Legal Issues

Stuttering Startups: Legal Hazards You May Want To Avoid

Stuttering Startups: Legal Hazards You May Want To Avoid
Image credit: Shutterstock
Guest Writer
CEO and Founder,
4 min read
Opinions expressed by Entrepreneur contributors are their own.

You're reading Entrepreneur India, an international franchise of Entrepreneur Media.

Starting a “startup” and running the business would bring up several challenges throughout. It is common to face failure at the beginning of any enterprise. As an entrepreneur, your tenure would be marked with initial hiccups and hit-n-miss opportunities. Legal matters are one of the leading junctures which an entrepreneur often overlooks, often leading to hassles later on. Besides giving shape to your startup, you need to keep yourself updated on legal steps, to ensure a smooth-sail into progress. Here are some of the points you should learn about:

`1. Choosing the legal structure of the startup

Your future plans would depend heavily on the legal structure of your startup. It has an impact on the kind of investors you can accept, your tax liability, your personal legal liability, and so on. By selecting the wrong kind of structure you might end up with unlimited personal liability for debts incurred by your company .So, you need to keep various factors in consideration, which include: type of business, administration control, tax registration, management and ownership, funding, profit sharing, business regulatory and many more like this.

2. Business registration

In India, business registrations and licenses are extremely important to operate a business lawfully in a territorial jurisdiction. It may include PAN registration, VAT registration, TAN, service tax registration, etc. Unless it happens, the entrepreneurial venture could become a subject of scrutiny under government authorities. Also, shareholders need to be kept in mind as often frauds and breech in agreement often happen due to lack of shareholder’s agreement. It is of essentiality to have a shareholder’s agreement, even if the people in question are friends or family members

3. Trademark registrations

One of the common mistakes that startups commit is by not registering their trademarks. This can turn to be costly as to survive in a competitive market, organizations often end up stealing ideas and other entities. You must protect your intellectual rights, not only for yourself but also for the organization as a whole. Go for the trademark registration and bear the responsibilities of an owner.

4. Avoid loose language

In the rage of marketing, some people commit grave mistakes of promoting overblown or exaggerated advantages of their product or services, which has unprecedented negative outcomes. Fraudulent cases are rampant, with consumers being smart enough to take the organization to court. Therefore, you should not opt for a loose language while describing the products and services that are utterly false. A carefully thought campaign would benefit on the longer run.

5. Rights of employees

The legal jurisdiction has brought forwards great deal of reformation, in context to employees and their rights. . Failing to adhere to employee laws in regards to vacations, sickness and disciplinary action can result in a court case. It’s of essentiality to keep yourself abreast about employee rights to prevent any nasty occurrences down the line. Cases of bullying and sexual harassment in workplace, often lead to the strictest punishment being awarded. The goodwill can only be maintained through satisfied employees.
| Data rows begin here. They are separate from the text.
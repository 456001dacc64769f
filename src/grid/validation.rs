use crate::grid::{Grid, Voxel, NUM_LEVELS};

impl Grid {
    /// Counts the leaves reachable from the root.
    ///
    /// This is mostly a utility for debugging.
    pub fn reachable_leaf_count(&self) -> usize {
        self.reachable_leaf_count_recurse(0, 0)
    }

    fn reachable_leaf_count_recurse(&self, level: usize, node: usize) -> usize {
        let nv = self.layout.num_voxels(level);
        self.levels[level].voxels[node * nv..(node + 1) * nv]
            .iter()
            .map(|voxel| match voxel {
                Voxel::Empty => 0,
                Voxel::Tile(_) | Voxel::LeafPointer { .. } => 1,
                Voxel::ChildPointer(child) => {
                    self.reachable_leaf_count_recurse(level + 1, *child as usize)
                }
            })
            .sum()
    }

    /// Panics if the grid isn’t well-formed.
    ///
    /// The grid is well-formed if it is topologically correct (every node in use is
    /// referenced by exactly one child pointer, and every leaf exactly once) and its value
    /// ranges are consistent (the range of a voxel encloses the ranges of every voxel of its
    /// child node).
    pub fn assert_well_formed(&self) {
        assert_eq!(self.levels[0].num_nodes, 1);
        assert_eq!(self.levels[NUM_LEVELS - 1].num_nodes, 0);

        let mut node_seen: [Vec<bool>; NUM_LEVELS] =
            core::array::from_fn(|l| vec![false; self.levels[l].num_nodes]);
        let mut leaf_seen = vec![false; self.total_num_leaves];
        node_seen[0][0] = true;

        self.assert_well_formed_recurse(0, 0, &mut node_seen, &mut leaf_seen);

        for (l, seen) in node_seen.iter().enumerate() {
            assert!(
                seen.iter().all(|s| *s),
                "unreachable node on level {}",
                l
            );
        }
        assert!(leaf_seen.iter().all(|s| *s), "unreachable leaf");
    }

    fn assert_well_formed_recurse(
        &self,
        level: usize,
        node: usize,
        node_seen: &mut [Vec<bool>; NUM_LEVELS],
        leaf_seen: &mut [bool],
    ) {
        let nv = self.layout.num_voxels(level);
        let lvl = &self.levels[level];

        for v in node * nv..(node + 1) * nv {
            let range = lvl.value_range[v];

            match lvl.voxels[v] {
                Voxel::Empty => {}
                Voxel::Tile(value) => {
                    assert!(range.contains(value));
                    Self::mark_leaf(leaf_seen, lvl.leaf_index[v] as usize);
                }
                Voxel::LeafPointer { data, .. } => {
                    assert_eq!(data, lvl.leaf_index[v]);
                    Self::mark_leaf(leaf_seen, data as usize);
                }
                Voxel::ChildPointer(child) => {
                    let child = child as usize;
                    assert!(level + 1 < NUM_LEVELS - 1);
                    assert!(child < self.levels[level + 1].num_nodes);
                    assert!(
                        !node_seen[level + 1][child],
                        "node {} of level {} referenced twice",
                        child,
                        level + 1
                    );
                    node_seen[level + 1][child] = true;

                    let cnv = self.layout.num_voxels(level + 1);
                    let child_level = &self.levels[level + 1];
                    for cv in child * cnv..(child + 1) * cnv {
                        if !child_level.voxels[cv].is_empty() {
                            let child_range = child_level.value_range[cv];
                            assert!(child_range.lower >= range.lower);
                            assert!(child_range.upper <= range.upper);
                        }
                    }

                    self.assert_well_formed_recurse(level + 1, child, node_seen, leaf_seen);
                }
            }
        }
    }

    fn mark_leaf(leaf_seen: &mut [bool], leaf: usize) {
        assert!(!leaf_seen[leaf], "leaf {} inserted twice", leaf);
        leaf_seen[leaf] = true;
    }
}
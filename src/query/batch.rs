//! Traversal of many rays at once.
//!
//! With the `parallel` feature enabled, rays are distributed over the rayon thread pool.
//! Each ray is traversed by its own iterator, so results do not depend on the scheduling.

use crate::grid::{Filter, Grid};
use crate::query::{Hit, HitIterator, Interval, IntervalIterator, Ray, ValueSelector};
use crate::utils::ValueRange;
#[cfg(feature = "parallel")]
use rayon::prelude::*;

#[cfg(feature = "parallel")]
fn map_rays<T: Send>(rays: &[Ray], f: impl Fn(&Ray) -> T + Sync + Send) -> Vec<T> {
    rays.par_iter().map(f).collect()
}

#[cfg(not(feature = "parallel"))]
fn map_rays<T>(rays: &[Ray], f: impl Fn(&Ray) -> T) -> Vec<T> {
    rays.iter().map(f).collect()
}

/// All the intervals of each ray of `rays`, in the same order as the rays.
pub fn intervals_for_rays(
    grid: &Grid,
    rays: &[Ray],
    t_range: ValueRange,
    selector: Option<&ValueSelector>,
) -> Vec<Vec<Interval>> {
    map_rays(rays, |ray| {
        IntervalIterator::new(grid, ray, t_range, selector).collect()
    })
}

/// All the isovalue crossings of each ray of `rays`, in the same order as the rays.
pub fn hits_for_rays(
    grid: &Grid,
    rays: &[Ray],
    t_range: ValueRange,
    selector: &ValueSelector,
    filter: Filter,
) -> Vec<Vec<Hit>> {
    map_rays(rays, |ray| {
        HitIterator::new(grid, ray, t_range, selector)
            .with_filter(filter)
            .collect()
    })
}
6. Do not miss out the evidence

Legal issues crop up due to employee disagreements, client satisfaction and so on. By not keeping evidence, you are bound to be at the defeated end.  The most positive thing in this instance is reverting to complaint with evidence, putting your case across. Every business related decision needs to be documented in writing. Contracts, emails, and even note-taking apps are aids for you to prove innocence. It is always preferable to have proof to strengthen your case.
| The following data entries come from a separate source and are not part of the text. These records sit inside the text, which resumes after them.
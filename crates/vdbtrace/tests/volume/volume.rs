use crate::common::{layout, Leaves};
use vdbtrace::grid::{DataBuffer, DataType, Filter};
use vdbtrace::math::{Point, Vector};
use vdbtrace::query::{Ray, ValueSelector};
use vdbtrace::utils::ValueRange;
use vdbtrace::volume::{VdbParams, VdbVolume};
use vdbtrace::VdbError;

const SCALE_AND_SHIFT: [f32; 12] = [
    2.0, 0.0, 0.0, 0.0, 2.0, 0.0, 0.0, 0.0, 2.0, 10.0, 0.0, 0.0,
];

fn ramp() -> Leaves {
    let mut leaves = Leaves::default();
    leaves.dense(3, [0, 0, 0], (0..64).map(|i| (i >> 4) as f32).collect());
    leaves
}

#[test]
fn everything_needs_a_commit() {
    let volume = VdbVolume::new(ramp().params());
    let ray = Ray::new(Point::origin(), Vector::x());
    let t_range = ValueRange::new(0.0, 1.0);
    let selector = ValueSelector::from_values([0.5]);

    assert!(!volume.is_committed());
    assert_eq!(volume.grid().unwrap_err(), VdbError::NotCommitted);
    assert_eq!(volume.bounds().unwrap_err(), VdbError::NotCommitted);
    assert_eq!(volume.value_range().unwrap_err(), VdbError::NotCommitted);
    assert_eq!(volume.sample(&Point::origin()).unwrap_err(), VdbError::NotCommitted);
    assert_eq!(volume.gradient(&Point::origin()).unwrap_err(), VdbError::NotCommitted);
    assert!(matches!(
        volume.interval_iterator(&ray, t_range, None),
        Err(VdbError::NotCommitted)
    ));
    assert!(matches!(
        volume.hit_iterator(&ray, t_range, &selector),
        Err(VdbError::NotCommitted)
    ));
}

#[test]
fn missing_parameters() {
    let mut params = ramp().params();
    params.data = None;
    let mut volume = VdbVolume::new(params);
    assert_eq!(volume.commit(), Err(VdbError::MissingParameter("data")));

    volume.params_mut().data = ramp().params().data;
    volume.params_mut().origin = None;
    assert_eq!(volume.commit(), Err(VdbError::MissingParameter("origin")));
}

#[test]
fn unsupported_data() {
    let mut volume = VdbVolume::new(ramp().params());
    volume.params_mut().data_type = DataType::Double;
    assert_eq!(volume.commit(), Err(VdbError::UnsupportedDataType("double")));

    volume.params_mut().data_type = DataType::Float;
    volume.params_mut().data = Some(vec![DataBuffer::UInt(vec![0u32; 64].into())]);
    assert_eq!(volume.commit(), Err(VdbError::UnsupportedDataType("uint")));
}

#[test]
fn failed_commit_drops_the_grid() {
    let mut volume = VdbVolume::new(ramp().params());
    volume.commit().unwrap();
    assert!(volume.is_committed());

    volume.params_mut().format = Some(vec![7]);
    assert_eq!(
        volume.commit(),
        Err(VdbError::UnsupportedLeafFormat { leaf: 0, format: 7 })
    );
    assert_eq!(volume.grid().unwrap_err(), VdbError::NotCommitted);

    volume.params_mut().format = Some(vec![1]);
    assert!(volume.commit().is_ok());
}

#[test]
fn singular_transform() {
    let mut volume = VdbVolume::new(VdbParams {
        index_to_object: Some(vec![0.0; 12]),
        ..ramp().params()
    });
    assert_eq!(volume.commit(), Err(VdbError::NonInvertibleTransform));
}

#[test]
fn depths_are_clamped() {
    let mut volume = VdbVolume::new(VdbParams {
        max_sampling_depth: -2,
        max_iterator_depth: 9,
        ..ramp().params()
    });
    volume.commit().unwrap();
    let grid = volume.grid().unwrap();
    assert_eq!(grid.max_sampling_depth(), 0);
    assert_eq!(grid.max_iterator_depth(), 3);
}

#[test]
fn object_space_queries() {
    let mut volume = VdbVolume::new(VdbParams {
        index_to_object: Some(SCALE_AND_SHIFT.to_vec()),
        ..ramp().params()
    });
    volume.commit().unwrap();

    let bounds = volume.bounds().unwrap();
    assert_eq!(bounds.mins, Point::new(10.0, 0.0, 0.0));
    assert_eq!(bounds.maxs, Point::new(18.0, 8.0, 8.0));
    assert_eq!(volume.value_range().unwrap(), ValueRange::new(0.0, 3.0));

    // Index point (1.5, 1.5, 1.5).
    let pt = Point::new(13.0, 3.0, 3.0);
    approx::assert_relative_eq!(volume.sample(&pt).unwrap(), 1.5);
    approx::assert_relative_eq!(volume.gradient(&pt).unwrap(), Vector::new(0.5, 0.0, 0.0));

    let ray = Ray::new(Point::new(0.0, 3.0, 3.0), Vector::x());
    let t_range = ValueRange::new(0.0, 100.0);
    let intervals: Vec<_> = volume.interval_iterator(&ray, t_range, None).unwrap().collect();
    assert_eq!(intervals.len(), 1);
    assert_eq!(intervals[0].t_range, ValueRange::new(10.0, 18.0));
    assert_eq!(intervals[0].nominal_delta_t, 2.0);

    let isovalues = ValueSelector::from_values([1.5]);
    let hit = volume
        .hit_iterator(&ray, t_range, &isovalues)
        .unwrap()
        .next()
        .unwrap();
    approx::assert_relative_eq!(hit.t, 13.0, epsilon = 1.0e-3);
}

#[test]
fn nearest_filter() {
    let mut volume = VdbVolume::new(VdbParams {
        filter: Filter::Nearest,
        ..ramp().params()
    });
    volume.commit().unwrap();
    assert_eq!(volume.sample(&Point::new(1.9, 0.5, 0.5)).unwrap(), 1.0);
}

#[test]
fn recommit_with_another_layout() {
    let mut volume = VdbVolume::new(ramp().params());
    volume.commit().unwrap();
    assert_eq!(volume.grid().unwrap().layout(), &layout());

    // The default layout has 8x8x8 leaves on the last level.
    volume.params_mut().layout = Default::default();
    assert_eq!(
        volume.commit(),
        Err(VdbError::LeafDataSize {
            leaf: 0,
            expected: 512,
            found: 64
        })
    );
}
7. Agreements with a third party

While you negotiate for a third-party agreement, you should also include a non-disclosure agreement, which protects your rights of intellectual property. It should highlight all the points of agreement in the case of a breach, dispute or termination occurs. At the end, you will have proper documentation that prevents any harm to your startup.
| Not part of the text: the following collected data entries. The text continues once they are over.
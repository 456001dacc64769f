//! Instrumentation of the traversals of a grid.

use crate::grid::Grid;
use core::sync::atomic::{AtomicU32, Ordering};

/// The name of the observer counting the visits of each leaf.
pub const LEAF_NODE_ACCESS: &str = "LeafNodeAccess";

/// Counts how many times each leaf of a grid was visited by interval iterators.
///
/// The counters are owned by the grid: they are allocated by the first observer created
/// on a grid, and outlive the observers. Iterators increment them as long as they exist,
/// whether an observer is alive or not.
///
/// # Example
///
/// ```
/// use vdbtrace::grid::{DataBuffer, GridBuilder, GridLayout};
/// use vdbtrace::math::{Point, Vector};
/// use vdbtrace::observer::LeafAccessObserver;
/// use vdbtrace::query::{IntervalIterator, Ray};
/// use vdbtrace::utils::ValueRange;
///
/// let grid = GridBuilder::new(GridLayout::new([2, 2, 2, 2]).unwrap())
///     .build(&[2], &[[0, 0, 0]], &[0], &[DataBuffer::constant(0.5)])
///     .unwrap();
/// let observer = LeafAccessObserver::new(&grid);
///
/// let ray = Ray::new(Point::new(-1.0, 1.0, 1.0), Vector::x());
/// let _ = IntervalIterator::new(&grid, &ray, ValueRange::new(0.0, 100.0), None).count();
/// assert_eq!(observer.counts(), vec![1]);
/// ```
#[derive(Copy, Clone, Debug)]
pub struct LeafAccessObserver<'a> {
    counters: &'a [AtomicU32],
}

impl<'a> LeafAccessObserver<'a> {
    /// An observer of the leaves of `grid`, allocating its counters if needed.
    pub fn new(grid: &'a Grid) -> Self {
        Self {
            counters: grid.leaf_usage_or_init(),
        }
    }

    /// The number of counters, i.e., the number of leaves of the grid.
    #[inline]
    pub fn len(&self) -> usize {
        self.counters.len()
    }

    /// Does the grid have no leaf?
    #[inline]
    pub fn is_empty(&self) -> bool {
        self.counters.is_empty()
    }

    /// The number of visits of the leaf with index `leaf` in the input arrays.
    pub fn count(&self, leaf: usize) -> Option<u32> {
        self.counters
            .get(leaf)
            .map(|counter| counter.load(Ordering::Relaxed))
    }

    /// A snapshot of all the counters.
    pub fn counts(&self) -> Vec<u32> {
        self.counters
            .iter()
            .map(|counter| counter.load(Ordering::Relaxed))
            .collect()
    }

    /// Sets all the counters to zero.
    pub fn reset(&self) {
        for counter in self.counters {
            counter.store(0, Ordering::Relaxed);
        }
    }
}
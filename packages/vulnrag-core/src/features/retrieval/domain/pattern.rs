//! Index pattern types

use serde::{Deserialize, Serialize};
use std::fmt;

/// Which of the two parallel indexes an entry belongs to
#[derive(Debug, Clone, Copy, PartialEq, Eq, Hash, Serialize, Deserialize)]
#[serde(rename_all = "UPPERCASE")]
pub enum PatternType {
    /// Code before the fix
    Vuln,
    /// Code after the fix
    Patch,
}

impl PatternType {
    pub const ALL: [PatternType; 2] = [PatternType::Vuln, PatternType::Patch];

    pub fn as_str(&self) -> &'static str {
        match self {
            PatternType::Vuln => "VULN",
            PatternType::Patch => "PATCH",
        }
    }

    /// Artifact file prefix
    pub fn prefix(&self) -> &'static str {
        match self {
            PatternType::Vuln => "vuln",
            PatternType::Patch => "patch",
        }
    }
}

impl fmt::Display for PatternType {
    fn fmt(&self, f: &mut fmt::Formatter<'_>) -> fmt::Result {
        f.write_str(self.as_str())
    }
}
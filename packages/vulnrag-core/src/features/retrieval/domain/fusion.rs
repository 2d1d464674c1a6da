//! Score fusion and ranking

use serde::{Deserialize, Serialize};

use crate::shared::constants::retrieval::{
    DEFAULT_EMBEDDING_WEIGHT, DEFAULT_LEXICAL_WEIGHT, DEFAULT_STRUCTURAL_WEIGHT,
};
use crate::shared::utils::math::min_max_normalize;

/// Channel weights of the fused score; valid weights sum to 1.0
#[derive(Debug, Clone, Copy, PartialEq, Serialize, Deserialize)]
#[serde(default, deny_unknown_fields)]
pub struct FusionWeights {
    pub structural: f64,
    pub lexical: f64,
    pub embedding: f64,
}

impl FusionWeights {
    pub fn new(structural: f64, lexical: f64, embedding: f64) -> Self {
        Self {
            structural,
            lexical,
            embedding,
        }
    }

    pub fn sum(&self) -> f64 {
        self.structural + self.lexical + self.embedding
    }

    /// Weighted sum of already-normalized channel scores
    #[inline]
    pub fn fuse(&self, structural: f64, lexical: f64, embedding: f64) -> f64 {
        self.structural * structural + self.lexical * lexical + self.embedding * embedding
    }
}

impl Default for FusionWeights {
    fn default() -> Self {
        Self::new(
            DEFAULT_STRUCTURAL_WEIGHT,
            DEFAULT_LEXICAL_WEIGHT,
            DEFAULT_EMBEDDING_WEIGHT,
        )
    }
}

/// Raw per-entry cosine scores of the three channels, in corpus order
#[derive(Debug, Clone, Default, PartialEq)]
pub struct ChannelScores {
    pub structural: Vec<f64>,
    pub lexical: Vec<f64>,
    pub embedding: Vec<f64>,
}

/// One ranked corpus position
#[derive(Debug, Clone, Copy, PartialEq)]
pub struct RankedHit {
    /// Row in the index
    pub row: usize,
    pub fused: f64,
    pub structural: f64,
    pub lexical: f64,
    pub embedding: f64,
}

impl ChannelScores {
    pub fn len(&self) -> usize {
        self.structural.len()
    }

    pub fn is_empty(&self) -> bool {
        self.structural.is_empty()
    }

    /// Normalize each channel independently, fuse, and keep the `top_k`
    /// best rows. Ties keep corpus order.
    pub fn rank(&self, weights: &FusionWeights, top_k: usize) -> Vec<RankedHit> {
        let structural = min_max_normalize(&self.structural);
        let lexical = min_max_normalize(&self.lexical);
        let embedding = min_max_normalize(&self.embedding);

        let mut hits: Vec<RankedHit> = (0..self.len())
            .map(|row| RankedHit {
                row,
                fused: weights
                    .fuse(structural[row], lexical[row], embedding[row])
                    .clamp(0.0, 1.0),
                structural: self.structural[row],
                lexical: self.lexical[row],
                embedding: self.embedding[row],
            })
            .collect();

        // stable: equal scores stay in corpus order
        hits.sort_by(|a, b| b.fused.total_cmp(&a.fused));
        hits.truncate(top_k);
        hits
    }
}

#[cfg(test)]
mod tests {
    use super::*;

    #[test]
    fn test_default_weights_sum_to_one() {
        let w = FusionWeights::default();
        assert!((w.sum() - 1.0).abs() < 1e-12);
        assert!((w.fuse(1.0, 1.0, 1.0) - 1.0).abs() < 1e-12);
    }

    #[test]
    fn test_rank_normalizes_per_channel() {
        let scores = ChannelScores {
            structural: vec![0.2, 0.8, 0.5],
            lexical: vec![0.0, 0.0, 0.0],
            embedding: vec![0.9, 0.1, 0.5],
        };
        let hits = scores.rank(&FusionWeights::default(), 3);
        let rows: Vec<usize> = hits.iter().map(|h| h.row).collect();
        // row1: 0.4·1 + 0 + 0.3·0 = 0.4; row0: 0 + 0.3·1 = 0.3; row2: 0.2 + 0.15 = 0.35
        assert_eq!(rows, vec![1, 2, 0]);
        assert!((hits[0].fused - 0.4).abs() < 1e-12);
        // raw scores are reported unnormalized
        assert_eq!(hits[0].structural, 0.8);
    }

    #[test]
    fn test_ties_keep_corpus_order() {
        let scores = ChannelScores {
            structural: vec![0.5; 4],
            lexical: vec![0.5; 4],
            embedding: vec![0.5; 4],
        };
        let hits = scores.rank(&FusionWeights::default(), 2);
        assert_eq!(hits.iter().map(|h| h.row).collect::<Vec<_>>(), vec![0, 1]);
        assert!(hits.iter().all(|h| h.fused == 0.0));
    }

    #[test]
    fn test_empty_index() {
        assert!(ChannelScores::default().rank(&FusionWeights::default(), 10).is_empty());
    }
}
It would be advisable to enlist the help of a lawyer, but self education on these pointers would ensure the prevention from legal complications happens beforehand.





More from Entrepreneur

Terry's digital marketing expertise can help you with campaign planning, execution and optimization and best practices for content marketing.
Book Your Session

In as little as seven months, the Entrepreneur Authors program will turn your ideas and expertise into a professionally presented book.
Apply Now

Are paying too much for business insurance? Do you have critical gaps in your coverage? Trust Entrepreneur to help you find out.
Get Your Quote Now

Latest on Entrepreneur

My Queue

There are no Videos in your queue.

Click on the Add to next to any video to save to your queue.

There are no Articles in your queue.

Click on the Add to next to any article to save to your queue.

There are no Podcasts in your queue.

Click on the Add to next to any podcast episode to save to your queue.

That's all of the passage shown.